[[ Records provided open ]]

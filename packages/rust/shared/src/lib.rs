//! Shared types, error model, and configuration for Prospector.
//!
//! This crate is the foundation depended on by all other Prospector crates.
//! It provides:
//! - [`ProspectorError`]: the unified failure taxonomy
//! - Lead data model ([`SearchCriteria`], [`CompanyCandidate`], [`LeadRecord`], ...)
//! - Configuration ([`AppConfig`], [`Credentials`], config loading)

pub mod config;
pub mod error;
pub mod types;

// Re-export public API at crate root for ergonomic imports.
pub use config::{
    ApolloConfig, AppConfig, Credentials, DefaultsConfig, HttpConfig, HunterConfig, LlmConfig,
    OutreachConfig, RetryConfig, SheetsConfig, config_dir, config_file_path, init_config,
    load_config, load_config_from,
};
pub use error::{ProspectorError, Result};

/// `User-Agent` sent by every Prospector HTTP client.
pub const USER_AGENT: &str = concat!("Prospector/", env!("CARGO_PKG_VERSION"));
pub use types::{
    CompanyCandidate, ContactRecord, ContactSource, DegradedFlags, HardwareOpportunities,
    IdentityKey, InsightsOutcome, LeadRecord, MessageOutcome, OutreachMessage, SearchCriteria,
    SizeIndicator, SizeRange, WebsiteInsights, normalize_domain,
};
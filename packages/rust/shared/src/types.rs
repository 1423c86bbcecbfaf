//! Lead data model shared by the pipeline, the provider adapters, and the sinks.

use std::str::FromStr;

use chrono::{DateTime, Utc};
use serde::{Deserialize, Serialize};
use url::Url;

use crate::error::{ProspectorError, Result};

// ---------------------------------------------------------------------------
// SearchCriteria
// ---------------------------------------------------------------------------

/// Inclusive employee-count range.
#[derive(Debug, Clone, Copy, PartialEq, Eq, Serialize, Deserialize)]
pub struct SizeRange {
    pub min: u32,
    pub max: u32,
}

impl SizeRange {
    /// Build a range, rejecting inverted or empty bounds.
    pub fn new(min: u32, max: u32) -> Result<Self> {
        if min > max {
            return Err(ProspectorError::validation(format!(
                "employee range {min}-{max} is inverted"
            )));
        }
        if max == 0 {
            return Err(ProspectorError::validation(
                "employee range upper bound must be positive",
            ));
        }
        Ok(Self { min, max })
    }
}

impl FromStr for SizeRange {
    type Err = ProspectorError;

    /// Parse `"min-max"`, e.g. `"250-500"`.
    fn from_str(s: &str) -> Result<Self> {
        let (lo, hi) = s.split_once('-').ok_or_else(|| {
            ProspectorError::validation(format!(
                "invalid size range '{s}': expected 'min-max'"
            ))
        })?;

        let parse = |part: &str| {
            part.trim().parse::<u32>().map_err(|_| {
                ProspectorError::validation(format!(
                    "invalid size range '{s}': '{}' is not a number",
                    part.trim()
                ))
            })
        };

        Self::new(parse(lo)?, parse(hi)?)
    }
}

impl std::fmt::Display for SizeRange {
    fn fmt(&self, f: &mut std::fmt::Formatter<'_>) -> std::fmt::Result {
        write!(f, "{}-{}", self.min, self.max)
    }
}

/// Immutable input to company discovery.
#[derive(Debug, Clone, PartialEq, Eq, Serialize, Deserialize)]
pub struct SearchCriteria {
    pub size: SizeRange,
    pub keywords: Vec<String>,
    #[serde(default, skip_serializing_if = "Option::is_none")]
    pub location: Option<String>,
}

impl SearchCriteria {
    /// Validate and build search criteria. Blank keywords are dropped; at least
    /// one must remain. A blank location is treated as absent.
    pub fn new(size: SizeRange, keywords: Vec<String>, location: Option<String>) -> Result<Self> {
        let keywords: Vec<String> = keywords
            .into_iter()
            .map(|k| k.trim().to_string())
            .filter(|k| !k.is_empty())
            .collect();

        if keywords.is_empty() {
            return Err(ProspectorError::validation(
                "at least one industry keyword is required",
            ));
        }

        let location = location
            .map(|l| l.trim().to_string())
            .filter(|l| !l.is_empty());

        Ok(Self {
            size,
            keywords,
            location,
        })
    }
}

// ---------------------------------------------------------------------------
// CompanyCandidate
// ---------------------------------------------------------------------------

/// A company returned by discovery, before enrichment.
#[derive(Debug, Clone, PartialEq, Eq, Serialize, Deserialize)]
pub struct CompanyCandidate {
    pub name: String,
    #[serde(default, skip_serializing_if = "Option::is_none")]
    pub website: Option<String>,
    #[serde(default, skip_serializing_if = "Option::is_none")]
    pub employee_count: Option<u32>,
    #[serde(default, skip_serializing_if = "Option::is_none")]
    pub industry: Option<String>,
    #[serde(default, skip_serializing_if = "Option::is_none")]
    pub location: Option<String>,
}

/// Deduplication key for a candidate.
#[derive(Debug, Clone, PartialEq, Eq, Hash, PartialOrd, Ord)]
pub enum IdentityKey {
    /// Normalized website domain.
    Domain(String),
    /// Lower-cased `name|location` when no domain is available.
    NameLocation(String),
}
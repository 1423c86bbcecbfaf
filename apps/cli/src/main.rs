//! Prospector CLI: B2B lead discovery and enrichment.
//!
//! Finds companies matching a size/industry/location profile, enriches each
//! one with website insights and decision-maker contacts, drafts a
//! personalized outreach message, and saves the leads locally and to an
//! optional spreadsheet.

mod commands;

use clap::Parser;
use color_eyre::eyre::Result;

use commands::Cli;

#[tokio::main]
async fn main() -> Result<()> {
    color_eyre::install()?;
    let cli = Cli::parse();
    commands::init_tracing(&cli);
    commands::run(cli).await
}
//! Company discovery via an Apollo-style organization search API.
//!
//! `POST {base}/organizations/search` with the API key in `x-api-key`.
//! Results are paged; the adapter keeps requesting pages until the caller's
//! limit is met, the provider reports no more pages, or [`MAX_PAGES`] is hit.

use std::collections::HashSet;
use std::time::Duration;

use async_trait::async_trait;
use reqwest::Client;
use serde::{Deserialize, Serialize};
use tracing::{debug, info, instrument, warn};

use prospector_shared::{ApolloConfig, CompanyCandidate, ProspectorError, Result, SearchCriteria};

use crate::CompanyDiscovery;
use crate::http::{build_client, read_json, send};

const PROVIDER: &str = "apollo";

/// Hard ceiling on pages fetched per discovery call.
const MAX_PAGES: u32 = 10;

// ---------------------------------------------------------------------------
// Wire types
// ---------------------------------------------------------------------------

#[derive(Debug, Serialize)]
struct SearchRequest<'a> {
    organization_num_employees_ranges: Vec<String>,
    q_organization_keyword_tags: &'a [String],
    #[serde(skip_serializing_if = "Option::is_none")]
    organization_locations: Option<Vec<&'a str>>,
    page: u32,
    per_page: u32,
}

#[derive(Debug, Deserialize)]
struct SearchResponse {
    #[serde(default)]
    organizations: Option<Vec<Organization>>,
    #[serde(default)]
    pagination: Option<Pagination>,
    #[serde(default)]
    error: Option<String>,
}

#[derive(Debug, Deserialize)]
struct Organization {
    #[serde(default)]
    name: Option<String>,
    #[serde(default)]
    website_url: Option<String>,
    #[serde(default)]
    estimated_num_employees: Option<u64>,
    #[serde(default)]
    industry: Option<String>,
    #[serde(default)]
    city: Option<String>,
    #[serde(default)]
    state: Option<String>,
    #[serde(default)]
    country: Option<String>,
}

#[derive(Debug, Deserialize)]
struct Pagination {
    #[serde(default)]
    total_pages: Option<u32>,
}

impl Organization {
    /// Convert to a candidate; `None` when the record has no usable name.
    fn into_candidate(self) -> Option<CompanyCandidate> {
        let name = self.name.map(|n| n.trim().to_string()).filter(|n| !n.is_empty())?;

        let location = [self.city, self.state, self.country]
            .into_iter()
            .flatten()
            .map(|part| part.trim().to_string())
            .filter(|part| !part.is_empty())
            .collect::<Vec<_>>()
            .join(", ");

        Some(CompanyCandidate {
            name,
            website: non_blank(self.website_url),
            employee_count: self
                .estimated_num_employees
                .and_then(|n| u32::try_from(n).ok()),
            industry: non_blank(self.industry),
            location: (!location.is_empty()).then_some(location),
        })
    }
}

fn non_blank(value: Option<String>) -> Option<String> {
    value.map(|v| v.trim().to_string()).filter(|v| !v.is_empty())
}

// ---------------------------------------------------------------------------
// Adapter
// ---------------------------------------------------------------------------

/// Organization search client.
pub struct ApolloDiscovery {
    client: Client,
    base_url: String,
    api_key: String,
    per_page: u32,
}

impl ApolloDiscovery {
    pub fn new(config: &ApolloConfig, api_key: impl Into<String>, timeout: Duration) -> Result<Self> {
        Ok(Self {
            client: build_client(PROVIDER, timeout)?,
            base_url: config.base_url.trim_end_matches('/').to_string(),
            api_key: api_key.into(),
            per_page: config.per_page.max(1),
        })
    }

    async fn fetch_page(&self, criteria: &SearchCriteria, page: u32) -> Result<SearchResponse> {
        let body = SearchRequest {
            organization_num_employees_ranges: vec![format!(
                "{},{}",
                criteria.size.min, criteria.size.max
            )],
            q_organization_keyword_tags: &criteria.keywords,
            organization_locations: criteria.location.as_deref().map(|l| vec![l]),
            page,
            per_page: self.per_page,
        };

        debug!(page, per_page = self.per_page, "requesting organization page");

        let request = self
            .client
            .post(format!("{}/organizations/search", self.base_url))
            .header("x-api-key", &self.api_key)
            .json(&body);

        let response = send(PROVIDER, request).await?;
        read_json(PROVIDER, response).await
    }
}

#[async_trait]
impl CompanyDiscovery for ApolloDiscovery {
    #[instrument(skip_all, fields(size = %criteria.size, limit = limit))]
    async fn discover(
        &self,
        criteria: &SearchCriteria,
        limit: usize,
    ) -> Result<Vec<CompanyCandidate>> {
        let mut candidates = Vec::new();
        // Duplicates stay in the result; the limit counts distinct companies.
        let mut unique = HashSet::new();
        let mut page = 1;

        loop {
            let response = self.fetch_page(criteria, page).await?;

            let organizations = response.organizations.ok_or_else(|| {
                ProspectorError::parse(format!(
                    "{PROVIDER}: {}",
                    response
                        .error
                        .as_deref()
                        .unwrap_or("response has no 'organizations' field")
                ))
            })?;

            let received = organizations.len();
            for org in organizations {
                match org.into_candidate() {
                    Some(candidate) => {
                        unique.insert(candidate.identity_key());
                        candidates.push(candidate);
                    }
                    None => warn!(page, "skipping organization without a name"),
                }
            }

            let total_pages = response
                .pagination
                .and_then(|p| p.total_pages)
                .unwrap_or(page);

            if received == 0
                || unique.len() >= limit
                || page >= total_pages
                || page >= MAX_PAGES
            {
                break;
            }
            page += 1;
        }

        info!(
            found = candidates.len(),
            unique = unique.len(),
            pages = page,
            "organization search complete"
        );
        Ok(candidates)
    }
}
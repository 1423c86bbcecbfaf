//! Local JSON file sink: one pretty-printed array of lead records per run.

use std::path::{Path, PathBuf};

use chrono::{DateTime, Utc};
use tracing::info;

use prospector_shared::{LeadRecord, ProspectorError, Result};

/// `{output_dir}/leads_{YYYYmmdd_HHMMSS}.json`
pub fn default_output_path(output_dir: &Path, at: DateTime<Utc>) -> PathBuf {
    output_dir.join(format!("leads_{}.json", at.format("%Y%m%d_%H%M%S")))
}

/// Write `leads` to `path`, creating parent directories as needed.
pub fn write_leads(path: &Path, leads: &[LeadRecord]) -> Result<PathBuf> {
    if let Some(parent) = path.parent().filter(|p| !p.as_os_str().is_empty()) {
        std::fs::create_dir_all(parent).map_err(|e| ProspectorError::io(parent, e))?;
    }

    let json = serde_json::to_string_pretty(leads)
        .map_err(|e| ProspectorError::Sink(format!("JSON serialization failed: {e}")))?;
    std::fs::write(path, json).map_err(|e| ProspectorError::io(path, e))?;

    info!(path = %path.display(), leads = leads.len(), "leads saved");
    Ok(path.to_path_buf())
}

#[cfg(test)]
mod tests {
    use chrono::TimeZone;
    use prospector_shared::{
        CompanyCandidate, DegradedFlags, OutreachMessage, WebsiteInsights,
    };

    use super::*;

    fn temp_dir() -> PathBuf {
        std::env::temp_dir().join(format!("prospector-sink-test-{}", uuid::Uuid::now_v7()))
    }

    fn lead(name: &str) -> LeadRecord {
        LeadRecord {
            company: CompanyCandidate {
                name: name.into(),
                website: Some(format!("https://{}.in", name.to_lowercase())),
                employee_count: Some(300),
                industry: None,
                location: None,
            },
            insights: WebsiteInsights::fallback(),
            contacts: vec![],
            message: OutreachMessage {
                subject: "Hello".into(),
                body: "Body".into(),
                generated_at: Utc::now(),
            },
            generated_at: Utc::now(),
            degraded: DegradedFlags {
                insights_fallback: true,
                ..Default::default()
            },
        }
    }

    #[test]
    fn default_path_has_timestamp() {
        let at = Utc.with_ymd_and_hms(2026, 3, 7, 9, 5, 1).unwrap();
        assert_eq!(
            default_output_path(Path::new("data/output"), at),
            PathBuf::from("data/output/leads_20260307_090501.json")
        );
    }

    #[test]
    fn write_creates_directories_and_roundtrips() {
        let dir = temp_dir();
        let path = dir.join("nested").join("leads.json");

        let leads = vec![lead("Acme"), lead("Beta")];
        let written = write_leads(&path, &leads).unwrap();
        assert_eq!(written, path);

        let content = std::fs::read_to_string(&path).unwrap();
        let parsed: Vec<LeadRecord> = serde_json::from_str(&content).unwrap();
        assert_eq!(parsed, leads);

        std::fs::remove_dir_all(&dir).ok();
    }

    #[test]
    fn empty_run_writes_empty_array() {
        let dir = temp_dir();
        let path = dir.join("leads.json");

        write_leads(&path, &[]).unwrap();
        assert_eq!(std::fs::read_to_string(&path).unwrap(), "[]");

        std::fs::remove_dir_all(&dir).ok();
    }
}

[[ Records provided closed ]]
[[ Records provided open ]]

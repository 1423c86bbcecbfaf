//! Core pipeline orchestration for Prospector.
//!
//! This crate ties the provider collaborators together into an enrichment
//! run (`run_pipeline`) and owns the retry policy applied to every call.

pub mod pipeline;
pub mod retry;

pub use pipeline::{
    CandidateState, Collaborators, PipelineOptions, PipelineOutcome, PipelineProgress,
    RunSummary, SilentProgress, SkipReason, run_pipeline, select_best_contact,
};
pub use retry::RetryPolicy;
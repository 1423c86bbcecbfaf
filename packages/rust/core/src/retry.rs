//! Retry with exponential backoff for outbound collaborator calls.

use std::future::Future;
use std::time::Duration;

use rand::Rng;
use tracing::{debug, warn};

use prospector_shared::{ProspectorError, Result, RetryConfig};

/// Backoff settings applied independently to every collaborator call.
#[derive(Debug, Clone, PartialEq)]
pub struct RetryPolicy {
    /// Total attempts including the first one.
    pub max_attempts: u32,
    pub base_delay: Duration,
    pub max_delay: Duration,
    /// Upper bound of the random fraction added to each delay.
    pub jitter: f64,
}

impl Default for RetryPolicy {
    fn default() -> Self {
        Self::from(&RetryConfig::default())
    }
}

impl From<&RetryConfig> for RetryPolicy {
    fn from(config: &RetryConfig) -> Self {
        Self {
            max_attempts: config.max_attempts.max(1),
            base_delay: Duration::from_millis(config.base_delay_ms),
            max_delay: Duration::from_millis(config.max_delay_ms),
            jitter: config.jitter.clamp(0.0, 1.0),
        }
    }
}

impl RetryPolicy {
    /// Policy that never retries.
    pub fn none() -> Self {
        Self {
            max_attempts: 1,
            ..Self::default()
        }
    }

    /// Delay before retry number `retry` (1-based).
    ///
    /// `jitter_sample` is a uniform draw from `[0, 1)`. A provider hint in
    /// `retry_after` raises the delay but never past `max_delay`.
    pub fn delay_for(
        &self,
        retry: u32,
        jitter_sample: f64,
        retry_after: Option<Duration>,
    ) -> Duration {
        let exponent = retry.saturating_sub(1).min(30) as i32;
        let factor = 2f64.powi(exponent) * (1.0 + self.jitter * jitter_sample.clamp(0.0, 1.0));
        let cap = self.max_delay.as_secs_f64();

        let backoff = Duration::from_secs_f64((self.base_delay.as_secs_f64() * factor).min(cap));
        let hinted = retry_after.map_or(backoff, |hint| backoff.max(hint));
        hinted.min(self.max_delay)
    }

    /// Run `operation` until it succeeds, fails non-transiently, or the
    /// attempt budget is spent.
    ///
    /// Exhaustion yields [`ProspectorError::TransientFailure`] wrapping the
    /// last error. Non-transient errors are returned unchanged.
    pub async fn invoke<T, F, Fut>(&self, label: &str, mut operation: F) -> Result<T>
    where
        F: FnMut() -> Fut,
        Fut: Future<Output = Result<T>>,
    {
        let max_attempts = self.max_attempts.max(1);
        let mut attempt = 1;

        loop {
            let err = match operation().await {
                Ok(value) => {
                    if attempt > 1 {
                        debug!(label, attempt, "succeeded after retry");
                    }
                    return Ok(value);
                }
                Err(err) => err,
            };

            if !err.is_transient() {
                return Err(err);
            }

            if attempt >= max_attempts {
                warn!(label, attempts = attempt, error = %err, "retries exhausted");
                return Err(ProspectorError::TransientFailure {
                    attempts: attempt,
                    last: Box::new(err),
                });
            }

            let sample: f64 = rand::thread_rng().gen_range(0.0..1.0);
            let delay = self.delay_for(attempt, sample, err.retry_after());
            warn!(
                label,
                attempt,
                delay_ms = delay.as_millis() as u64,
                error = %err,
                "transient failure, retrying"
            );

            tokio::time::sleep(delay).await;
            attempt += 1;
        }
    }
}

[[ Records provided closed ]]

Work to complete = Count how many lines in the entries contain "WebsiteInsights", then state that number alone.

Solution below = 3